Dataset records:
--------

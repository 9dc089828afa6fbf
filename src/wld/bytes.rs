use glam::{Vec2, Vec3};

use crate::wld::{Result, WldError};

/// Simple bounded little-endian cursor over an immutable byte slice.
pub struct Cursor<'a> {
	bytes: &'a [u8],
	pos: usize,
}

impl<'a> Cursor<'a> {
	/// Create a cursor at position 0.
	pub fn new(bytes: &'a [u8]) -> Self {
		Self { bytes, pos: 0 }
	}

	/// Return current byte offset.
	pub fn pos(&self) -> usize {
		self.pos
	}

	/// Return remaining unread bytes.
	pub fn remaining(&self) -> usize {
		self.bytes.len().saturating_sub(self.pos)
	}

	/// Read exactly `n` bytes and advance cursor.
	pub fn read_exact(&mut self, n: usize) -> Result<&'a [u8]> {
		if n > self.remaining() {
			return Err(WldError::UnexpectedEof {
				at: self.pos,
				need: n,
				rem: self.remaining(),
			});
		}

		let start = self.pos;
		self.pos += n;
		Ok(&self.bytes[start..self.pos])
	}

	/// Read every remaining byte.
	pub fn read_rest(&mut self) -> &'a [u8] {
		let start = self.pos.min(self.bytes.len());
		self.pos = self.bytes.len();
		&self.bytes[start..]
	}

	/// Read a fixed-size byte array.
	pub fn read_array<const N: usize>(&mut self) -> Result<[u8; N]> {
		let raw = self.read_exact(N)?;
		let mut out = [0_u8; N];
		out.copy_from_slice(raw);
		Ok(out)
	}

	/// Read a `u8`.
	pub fn read_u8(&mut self) -> Result<u8> {
		Ok(self.read_array::<1>()?[0])
	}

	/// Read an `i8`.
	pub fn read_i8(&mut self) -> Result<i8> {
		Ok(i8::from_le_bytes(self.read_array()?))
	}

	/// Read a little-endian `u16`.
	pub fn read_u16_le(&mut self) -> Result<u16> {
		Ok(u16::from_le_bytes(self.read_array()?))
	}

	/// Read a little-endian `i16`.
	pub fn read_i16_le(&mut self) -> Result<i16> {
		Ok(i16::from_le_bytes(self.read_array()?))
	}

	/// Read a little-endian `u32`.
	pub fn read_u32_le(&mut self) -> Result<u32> {
		Ok(u32::from_le_bytes(self.read_array()?))
	}

	/// Read a little-endian `i32`.
	pub fn read_i32_le(&mut self) -> Result<i32> {
		Ok(i32::from_le_bytes(self.read_array()?))
	}

	/// Read a little-endian `f32`.
	pub fn read_f32_le(&mut self) -> Result<f32> {
		Ok(f32::from_le_bytes(self.read_array()?))
	}

	/// Read a little-endian `i32` that must be a non-negative count.
	pub fn read_count(&mut self, field: &'static str) -> Result<usize> {
		let count = self.read_i32_le()?;
		usize::try_from(count).map_err(|_| WldError::NegativeCount {
			field,
			count: i64::from(count),
		})
	}

	/// Read `N` little-endian `i32` values.
	pub fn read_i32_array<const N: usize>(&mut self) -> Result<[i32; N]> {
		let mut out = [0_i32; N];
		for item in &mut out {
			*item = self.read_i32_le()?;
		}
		Ok(out)
	}

	/// Read three little-endian `f32` values.
	pub fn read_vec3(&mut self) -> Result<Vec3> {
		Ok(Vec3::new(self.read_f32_le()?, self.read_f32_le()?, self.read_f32_le()?))
	}

	/// Read two little-endian `f32` values.
	pub fn read_vec2(&mut self) -> Result<Vec2> {
		Ok(Vec2::new(self.read_f32_le()?, self.read_f32_le()?))
	}
}

#[cfg(test)]
mod tests;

--------

Task objective: Every line above from the line with "Ok(i8::from_le_bytes(self.read_array()?))" to the line with "for item in", inclusive, must be returned exactly; no other line belongs in the reply.

Task result:
		Ok(i8::from_le_bytes(self.read_array()?))
	}

	/// Read a little-endian `u16`.
	pub fn read_u16_le(&mut self) -> Result<u16> {
		Ok(u16::from_le_bytes(self.read_array()?))
	}

	/// Read a little-endian `i16`.
	pub fn read_i16_le(&mut self) -> Result<i16> {
		Ok(i16::from_le_bytes(self.read_array()?))
	}

	/// Read a little-endian `u32`.
	pub fn read_u32_le(&mut self) -> Result<u32> {
		Ok(u32::from_le_bytes(self.read_array()?))
	}

	/// Read a little-endian `i32`.
	pub fn read_i32_le(&mut self) -> Result<i32> {
		Ok(i32::from_le_bytes(self.read_array()?))
	}

	/// Read a little-endian `f32`.
	pub fn read_f32_le(&mut self) -> Result<f32> {
		Ok(f32::from_le_bytes(self.read_array()?))
	}

	/// Read a little-endian `i32` that must be a non-negative count.
	pub fn read_count(&mut self, field: &'static str) -> Result<usize> {
		let count = self.read_i32_le()?;
		usize::try_from(count).map_err(|_| WldError::NegativeCount {
			field,
			count: i64::from(count),
		})
	}

	/// Read `N` little-endian `i32` values.
	pub fn read_i32_array<const N: usize>(&mut self) -> Result<[i32; N]> {
		let mut out = [0_i32; N];
		for item in &mut out {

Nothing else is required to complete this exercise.